Filter the records down to the lines that hold the word "AlreadyExists", and copy each of those lines.
BEGIN Material shown
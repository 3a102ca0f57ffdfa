use freecell_common::action::{Action, Slot};
use freecell_common::board::Board;
use freecell_common::card::{Card, TOTAL_SUITS};

use smallvec::SmallVec;

pub type PossibleActions = SmallVec<[Action; 64]>;

/// Every successor of `board` with its cost.
///
/// When some cards can be sent home safely, the only successor is the board
/// with all of them sent home, at a cost of one per card. Otherwise every
/// single-card move is a successor of cost 1. Successors are distinct and
/// sorted.
pub fn neighbors(board: &Board) -> Vec<(Board, u32)> {
    if let Some((next, count)) = autoplay(board) {
        return vec![(next, count)];
    }

    let mut successors: Vec<Board> = legal_actions(board)
        .iter()
        .map(|action| board.apply(action))
        .collect();
    successors.sort_unstable();
    successors.dedup();
    successors.into_iter().map(|next| (next, 1)).collect()
}

pub fn legal_actions(board: &Board) -> PossibleActions {
    let mut actions = PossibleActions::new();
    free_to_home(board, &mut actions);
    free_to_tableau(board, &mut actions);
    tableau_to_tableau(board, &mut actions);
    tableau_to_free(board, &mut actions);
    tableau_to_home(board, &mut actions);
    home_to_free(board, &mut actions);
    home_to_tableau(board, &mut actions);
    actions
}

/// Sends every safe card home, repeating until none is left. Returns the
/// resulting board and the number of cards moved, or `None` if no card was
/// safe to move.
pub fn autoplay(board: &Board) -> Option<(Board, u32)> {
    let mut current = board.clone();
    let mut count = 0;
    while let Some(action) = next_safe_home_action(&current) {
        current = current.apply(&action);
        count += 1;
    }
    (count > 0).then_some((current, count))
}

fn next_safe_home_action(board: &Board) -> Option<Action> {
    let from_free = board
        .free()
        .iter()
        .map(|&card| Action::new(card, Slot::Free, Slot::Home));
    let from_tableau = board
        .tableau()
        .iter()
        .enumerate()
        .filter_map(|(idx, column)| {
            Some(Action::new(column.top()?, Slot::Column(idx), Slot::Home))
        });

    from_free.chain(from_tableau).find(|action| {
        board.can_go_home(action.card) && is_safe_home_move(board.home(), action.card)
    })
}

/// Whether `card`, once home, can never be needed in the tableau again.
///
/// Aces, twos and threes always are. Higher cards need both home piles of
/// the opposite color at `rank - 1` and the other pile of the same color at
/// `rank - 2`.
pub fn is_safe_home_move(home: &[u8; TOTAL_SUITS], card: Card) -> bool {
    let rank = card.rank();
    if rank <= 3 {
        return true;
    }

    let suit = card.suit() as usize;
    let sibling = suit ^ 1;
    let opposite = [suit ^ 2, suit ^ 3];
    opposite.iter().all(|&s| home[s] >= rank - 1) && home[sibling] >= rank - 2
}

fn free_to_home(board: &Board, actions: &mut PossibleActions) {
    for &card in board.free() {
        if board.can_go_home(card) {
            actions.push(Action::new(card, Slot::Free, Slot::Home));
        }
    }
}

fn free_to_tableau(board: &Board, actions: &mut PossibleActions) {
    for &card in board.free() {
        push_to_tableau(board, card, Slot::Free, actions);
    }
}

fn tableau_to_tableau(board: &Board, actions: &mut PossibleActions) {
    for (src_idx, src) in board.tableau().iter().enumerate() {
        let Some(card) = src.top() else {
            continue;
        };
        if board.has_free_column() && src.len() > 1 {
            actions.push(Action::new(card, Slot::Column(src_idx), Slot::NewColumn));
        }
        for (dest_idx, dest) in board.tableau().iter().enumerate() {
            if dest_idx != src_idx && dest.accepts(card) {
                actions.push(Action::new(card, Slot::Column(src_idx), Slot::Column(dest_idx)));
            }
        }
    }
}

fn tableau_to_free(board: &Board, actions: &mut PossibleActions) {
    if !board.has_free_cell() {
        return;
    }
    for (idx, column) in board.tableau().iter().enumerate() {
        if let Some(card) = column.top() {
            actions.push(Action::new(card, Slot::Column(idx), Slot::Free));
        }
    }
}

fn tableau_to_home(board: &Board, actions: &mut PossibleActions) {
    for (idx, column) in board.tableau().iter().enumerate() {
        if let Some(card) = column.top()
            && board.can_go_home(card)
        {
            actions.push(Action::new(card, Slot::Column(idx), Slot::Home));
        }
    }
}

fn home_to_free(board: &Board, actions: &mut PossibleActions) {
    if !board.has_free_cell() {
        return;
    }
    for card in home_cards(board) {
        actions.push(Action::new(card, Slot::Home, Slot::Free));
    }
}

fn home_to_tableau(board: &Board, actions: &mut PossibleActions) {
    for card in home_cards(board) {
        push_to_tableau(board, card, Slot::Home, actions);
    }
}

fn home_cards(board: &Board) -> impl Iterator<Item = Card> + '_ {
    (0..TOTAL_SUITS as u8).filter_map(|suit| board.home_card(suit))
}

fn push_to_tableau(board: &Board, card: Card, from: Slot, actions: &mut PossibleActions) {
    if board.has_free_column() {
        actions.push(Action::new(card, from, Slot::NewColumn));
    }
    for (idx, column) in board.tableau().iter().enumerate() {
        if column.accepts(card) {
            actions.push(Action::new(card, from, Slot::Column(idx)));
        }
    }
}
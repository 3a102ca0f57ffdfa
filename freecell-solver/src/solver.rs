use crate::describe::describe_transition;
use crate::estimate::remaining_moves;
use crate::moves;
use crate::search::{
    InconsistentStates, Problem, Search, SearchError, SearchProgress, Solution, Strategy,
};

use freecell_common::board::Board;

use std::time::{Duration, Instant};

/// FreeCell as a search problem rooted at one layout.
#[derive(Debug, Clone)]
pub struct FreeCellProblem {
    initial: Board,
}

impl FreeCellProblem {
    pub fn new(initial: Board) -> Self {
        Self { initial }
    }
}

impl Problem for FreeCellProblem {
    type State = Board;

    fn initial_state(&self) -> Board {
        self.initial.clone()
    }

    fn is_goal(&self, state: &Board) -> bool {
        state.is_solved()
    }

    fn neighbors(&self, state: &Board) -> Vec<(Board, u32)> {
        moves::neighbors(state)
    }

    fn move_description(&self, from: &Board, to: &Board) -> Result<String, InconsistentStates> {
        describe_transition(from, to)
    }
}

pub fn solve(board: Board, strategy: Strategy) -> Result<SolveResult, SearchError> {
    Solver::new(board).solve(strategy)
}

type Observer<'a> = Box<dyn FnMut(&SearchProgress) + 'a>;

/// Solves one layout, optionally reporting progress along the way.
pub struct Solver<'a> {
    problem: FreeCellProblem,
    progress: Option<(Duration, Observer<'a>)>,
}

impl<'a> Solver<'a> {
    pub fn new(board: Board) -> Self {
        Self {
            problem: FreeCellProblem::new(board),
            progress: None,
        }
    }

    pub fn on_progress(
        mut self,
        interval: Duration,
        observer: impl FnMut(&SearchProgress) + 'a,
    ) -> Self {
        self.progress = Some((interval, Box::new(observer)));
        self
    }

    pub fn solve(self, strategy: Strategy) -> Result<SolveResult, SearchError> {
        let Self { problem, progress } = self;
        let timer = Instant::now();

        let mut search = Search::new(&problem);
        if let Some((interval, observer)) = progress {
            search = search.on_progress(interval, observer);
        }
        let Solution {
            moves,
            path,
            cost,
            expanded,
        } = match strategy {
            Strategy::DepthFirst => search.dfs(),
            Strategy::BreadthFirst => search.bfs(),
            Strategy::AStar => search.astar(remaining_moves),
        }?;

        Ok(SolveResult {
            moves,
            path,
            cost,
            states: expanded,
            elapsed: timer.elapsed(),
            strategy,
        })
    }
}

#[derive(Debug, Clone)]
pub struct SolveResult {
    /// One description per move, in play order.
    pub moves: Vec<String>,
    /// The boards visited, starting with the initial layout.
    pub path: Vec<Board>,
    pub cost: u32,
    pub states: usize,
    pub elapsed: Duration,
    pub strategy: Strategy,
}
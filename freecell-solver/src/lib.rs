//! A FreeCell solver built on a generic graph search.
//!
//! [`search`] holds the problem-independent engine; the FreeCell rules,
//! auto-play and the move heuristic plug into it through
//! [`FreeCellProblem`].
mod describe;
mod estimate;
mod moves;
mod open_set;
pub mod search;
mod solver;

pub use crate::describe::describe_transition;
pub use crate::estimate::remaining_moves;
pub use crate::moves::{PossibleActions, autoplay, is_safe_home_move, legal_actions, neighbors};
pub use crate::open_set::{OpenSet, PriorityQueue, Queue, Stack};
pub use crate::search::{SearchError, SearchProgress, Strategy};
pub use crate::solver::{FreeCellProblem, SolveResult, Solver, solve};
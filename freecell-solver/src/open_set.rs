use ahash::{AHashMap, AHashSet};
use std::{
    cmp::Ordering,
    collections::{BinaryHeap, VecDeque},
    hash::Hash,
};

/// The frontier of a search. The strategy is entirely in how states are
/// ordered and which pushes are accepted.
pub trait OpenSet<S> {
    /// Offers `state`, reached from the most recently popped state by an
    /// edge of `cost` (the initial state is pushed with cost 0). Returns
    /// whether the state was accepted.
    fn push(&mut self, state: S, cost: u32) -> bool;

    fn pop(&mut self) -> Option<S>;

    fn len(&self) -> usize;

    fn is_empty(&self) -> bool {
        self.len() == 0
    }
}

/// LIFO open set for depth-first search.
#[derive(Debug, Clone)]
pub struct Stack<S> {
    items: Vec<S>,
}

impl<S> Stack<S> {
    pub fn new() -> Self {
        Self { items: Vec::new() }
    }
}

impl<S> Default for Stack<S> {
    fn default() -> Self {
        Self::new()
    }
}

impl<S> OpenSet<S> for Stack<S> {
    fn push(&mut self, state: S, _cost: u32) -> bool {
        self.items.push(state);
        true
    }

    fn pop(&mut self) -> Option<S> {
        self.items.pop()
    }

    fn len(&self) -> usize {
        self.items.len()
    }
}

/// FIFO open set for breadth-first search.
///
/// A state is only queued the first time it is offered, so the parent
/// recorded for it is one of the shallowest.
#[derive(Debug, Clone)]
pub struct Queue<S> {
    items: VecDeque<S>,
    queued: AHashSet<S>,
}

impl<S> Queue<S> {
    pub fn new() -> Self {
        Self {
            items: VecDeque::new(),
            queued: AHashSet::new(),
        }
    }
}

impl<S> Default for Queue<S> {
    fn default() -> Self {
        Self::new()
    }
}

impl<S: Clone + Eq + Hash> OpenSet<S> for Queue<S> {
    fn push(&mut self, state: S, _cost: u32) -> bool {
        if !self.queued.insert(state.clone()) {
            return false;
        }
        self.items.push_back(state);
        true
    }

    fn pop(&mut self) -> Option<S> {
        self.items.pop_front()
    }

    fn len(&self) -> usize {
        self.items.len()
    }
}

#[derive(Debug)]
struct Entry<S> {
    f_score: u32,
    g_score: u32,
    sequence: u64,
    state: S,
}

impl<S> PartialEq for Entry<S> {
    fn eq(&self, other: &Self) -> bool {
        self.f_score == other.f_score && self.sequence == other.sequence
    }
}

impl<S> Eq for Entry<S> {}

impl<S> Ord for Entry<S> {
    // Lowest f-score first; among equal scores the latest push wins.
    fn cmp(&self, other: &Self) -> Ordering {
        other
            .f_score
            .cmp(&self.f_score)
            .then_with(|| self.sequence.cmp(&other.sequence))
    }
}

impl<S> PartialOrd for Entry<S> {
    fn partial_cmp(&self, other: &Self) -> Option<Ordering> {
        Some(self.cmp(other))
    }
}

/// A* open set ordered by `g + h`.
///
/// A push is rejected when the state already has an equal or better
/// g-score. Entries superseded by a better g-score stay in the heap and are
/// dropped when popped.
pub struct PriorityQueue<S, H> {
    heap: BinaryHeap<Entry<S>>,
    g_scores: AHashMap<S, u32>,
    last_g_score: Option<u32>,
    sequence: u64,
    heuristic: H,
}

impl<S, H> PriorityQueue<S, H>
where
    S: Clone + Eq + Hash,
    H: Fn(&S) -> u32,
{
    pub fn new(heuristic: H) -> Self {
        Self {
            heap: BinaryHeap::new(),
            g_scores: AHashMap::new(),
            last_g_score: None,
            sequence: 0,
            heuristic,
        }
    }

    pub fn g_score(&self, state: &S) -> Option<u32> {
        self.g_scores.get(state).copied()
    }
}

impl<S, H> OpenSet<S> for PriorityQueue<S, H>
where
    S: Clone + Eq + Hash,
    H: Fn(&S) -> u32,
{
    fn push(&mut self, state: S, cost: u32) -> bool {
        let g_score = self.last_g_score.unwrap_or(0).saturating_add(cost);
        if self.g_score(&state).is_some_and(|best| g_score >= best) {
            return false;
        }

        let f_score = g_score.saturating_add((self.heuristic)(&state));
        self.g_scores.insert(state.clone(), g_score);
        self.sequence += 1;
        self.heap.push(Entry {
            f_score,
            g_score,
            sequence: self.sequence,
            state,
        });
        true
    }

    fn pop(&mut self) -> Option<S> {
        while let Some(entry) = self.heap.pop() {
            if self.g_score(&entry.state).is_some_and(|best| best < entry.g_score) {
                continue;
            }
            self.last_g_score = Some(entry.g_score);
            return Some(entry.state);
        }
        None
    }

    fn len(&self) -> usize {
        self.heap.len()
    }
}
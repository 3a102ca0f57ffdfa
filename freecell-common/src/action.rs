use crate::card::Card;

/// Where a card is taken from or put to.
///
/// `Column` indexes the board's canonical tableau order. `NewColumn` is
/// only valid as a destination.
#[derive(Debug, Copy, Clone, PartialEq, Eq)]
pub enum Slot {
    Home,
    Free,
    Column(usize),
    NewColumn,
}

/// A single card move, applied with [`crate::board::Board::apply`].
#[derive(Debug, Copy, Clone, PartialEq, Eq)]
pub struct Action {
    pub card: Card,
    pub from: Slot,
    pub to: Slot,
}

impl Action {
    pub fn new(card: Card, from: Slot, to: Slot) -> Self {
        Self { card, from, to }
    }
}

pub fn format_moves(moves: &[String]) -> String {
    let width = moves.len().to_string().len();
    let mut output = String::new();
    for (i, description) in moves.iter().enumerate() {
        output.push_str(&format!("{:>width$}. {description}\n", i + 1));
    }
    output
}
use freecell_common::board::Board;
use freecell_common::card::{MAX_RANK, TOTAL_SUITS};

/// Estimated number of moves left before `board` is solved.
///
/// Every card outside home counts once, free cells included. Walking each
/// column from the bottom, a tableau card counts twice when its rank is not
/// below the lowest rank of its suit seen so far in that column. That
/// minimum starts at 13 for every suit, so a king always counts twice, as
/// does any card with a lower card of its suit beneath it. This is a guide
/// for A*, not a lower bound: it can overestimate, so solutions found with
/// it are not guaranteed to be the shortest.
pub fn remaining_moves(board: &Board) -> u32 {
    let mut num = board.free().len();
    let mut mins = [MAX_RANK; TOTAL_SUITS];

    for column in board.tableau() {
        mins.fill(MAX_RANK);
        num += column.len();

        for card in column.iter() {
            let suit = card.suit() as usize;
            if card.rank() < mins[suit] {
                mins[suit] = card.rank();
            } else {
                num += 1;
            }
        }
    }

    num as u32
}
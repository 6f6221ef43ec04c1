mod parsing;
mod secret;
mod settings;
mod types;

pub(crate) use types::Settings;

#[cfg(test)]
mod tests {
    use super::types::{ConfigError, Environment};
    use super::*;
    use crate::test_support;

    #[tokio::test]
    async fn load_uses_defaults_in_development() {
        let _guard = test_support::env_lock().await;
        std::env::set_var("SECRET_KEY", "test-secret");
        std::env::remove_var("COLLEGE_ENV");
        std::env::remove_var("COLLEGE_STRICT_CONFIG");
        std::env::remove_var("UPLOAD_DIR");
        std::env::remove_var("API_PREFIX");

        let settings = Settings::load().expect("settings");

        assert_eq!(settings.runtime().environment, Environment::Development);
        assert_eq!(settings.api().api_prefix, "/api");
        assert_eq!(settings.storage().upload_dir, "uploads");
        assert_eq!(settings.security().secret_key, "test-secret");
    }

    #[tokio::test]
    async fn strict_config_requires_superuser_password() {
        let _guard = test_support::env_lock().await;
        std::env::set_var("SECRET_KEY", "test-secret");
        std::env::set_var("COLLEGE_STRICT_CONFIG", "1");
        std::env::set_var("DATABASE_URL", "postgresql://u:p@localhost/db");
        std::env::remove_var("FIRST_SUPERUSER_PASSWORD");

        let result = Settings::load();

        std::env::remove_var("COLLEGE_STRICT_CONFIG");
        std::env::remove_var("DATABASE_URL");
        assert!(matches!(result, Err(ConfigError::MissingSecret("FIRST_SUPERUSER_PASSWORD"))));
    }

    #[tokio::test]
    async fn rejects_zero_upload_limit() {
        let _guard = test_support::env_lock().await;
        std::env::set_var("SECRET_KEY", "test-secret");
        std::env::set_var("MAX_UPLOAD_SIZE_MB", "0");

        let result = Settings::load();

        std::env::remove_var("MAX_UPLOAD_SIZE_MB");
        assert!(matches!(
            result,
            Err(ConfigError::InvalidValue { field: "MAX_UPLOAD_SIZE_MB", .. })
        ));
    }
}
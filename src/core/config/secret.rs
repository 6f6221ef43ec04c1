use std::io::Write;
use std::path::{Path, PathBuf};
use std::{fs, io};

use base64::engine::general_purpose::URL_SAFE_NO_PAD;
use base64::Engine;
use rand::rngs::OsRng;
use rand::RngCore;

use super::parsing::env_optional;

/// Returns the persisted signing key, creating it on first start so tokens
/// survive restarts when `SECRET_KEY` is not configured.
pub(super) fn load_or_create_secret_key() -> String {
    let path = secret_file_path();

    if let Some(existing) = read_key(&path) {
        return existing;
    }

    let new_key = generate_secret_key();
    match persist_key(&path, &new_key) {
        Ok(()) => new_key,
        // Another process won the race; use its key.
        Err(err) if err.kind() == io::ErrorKind::AlreadyExists => {
            read_key(&path).unwrap_or(new_key)
        }
        Err(err) => {
            tracing::warn!(
                error = %err,
                path = %path.display(),
                "Failed to persist secret key; tokens will not survive a restart"
            );
            new_key
        }
    }
}

fn read_key(path: &Path) -> Option<String> {
    let value = fs::read_to_string(path).ok()?;
    let trimmed = value.trim();
    (!trimmed.is_empty()).then(|| trimmed.to_string())
}

fn persist_key(path: &Path, key: &str) -> io::Result<()> {
    if let Some(parent) = path.parent() {
        fs::create_dir_all(parent)?;
    }

    let mut file = fs::OpenOptions::new().write(true).create_new(true).open(path)?;

    #[cfg(unix)]
    {
        use std::os::unix::fs::PermissionsExt;
        file.set_permissions(fs::Permissions::from_mode(0o600))?;
    }

    file.write_all(key.as_bytes())
}

fn generate_secret_key() -> String {
    let mut bytes = [0u8; 64];
    OsRng.fill_bytes(&mut bytes);
    URL_SAFE_NO_PAD.encode(bytes)
}

fn secret_file_path() -> PathBuf {
    env_optional("SECRET_KEY_FILE")
        .map(PathBuf::from)
        .unwrap_or_else(|| PathBuf::from(env!("CARGO_MANIFEST_DIR")).join(".secret_key"))
}

#[cfg(test)]
mod tests {
    use super::*;

    #[test]
    fn generated_keys_are_distinct_and_long() {
        let first = generate_secret_key();
        let second = generate_secret_key();
        assert_ne!(first, second);
        assert!(first.len() >= 80);
    }

    #[test]
    fn persisted_key_is_read_back() {
        let path = std::env::temp_dir().join(format!("college-secret-{}", uuid::Uuid::new_v4()));
        persist_key(&path, "stored-key").expect("persist");

        assert_eq!(read_key(&path).as_deref(), Some("stored-key"));
        let second = persist_key(&path, "other");
        assert_eq!(second.unwrap_err().kind(), io::ErrorKind::AlreadyExists);

        fs::remove_file(&path).ok();
    }
}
END Material shown
> _Solved exercise_:
        Err(err) if err.kind() == io::ErrorKind::AlreadyExists => {
        assert_eq!(second.unwrap_err().kind(), io::ErrorKind::AlreadyExists);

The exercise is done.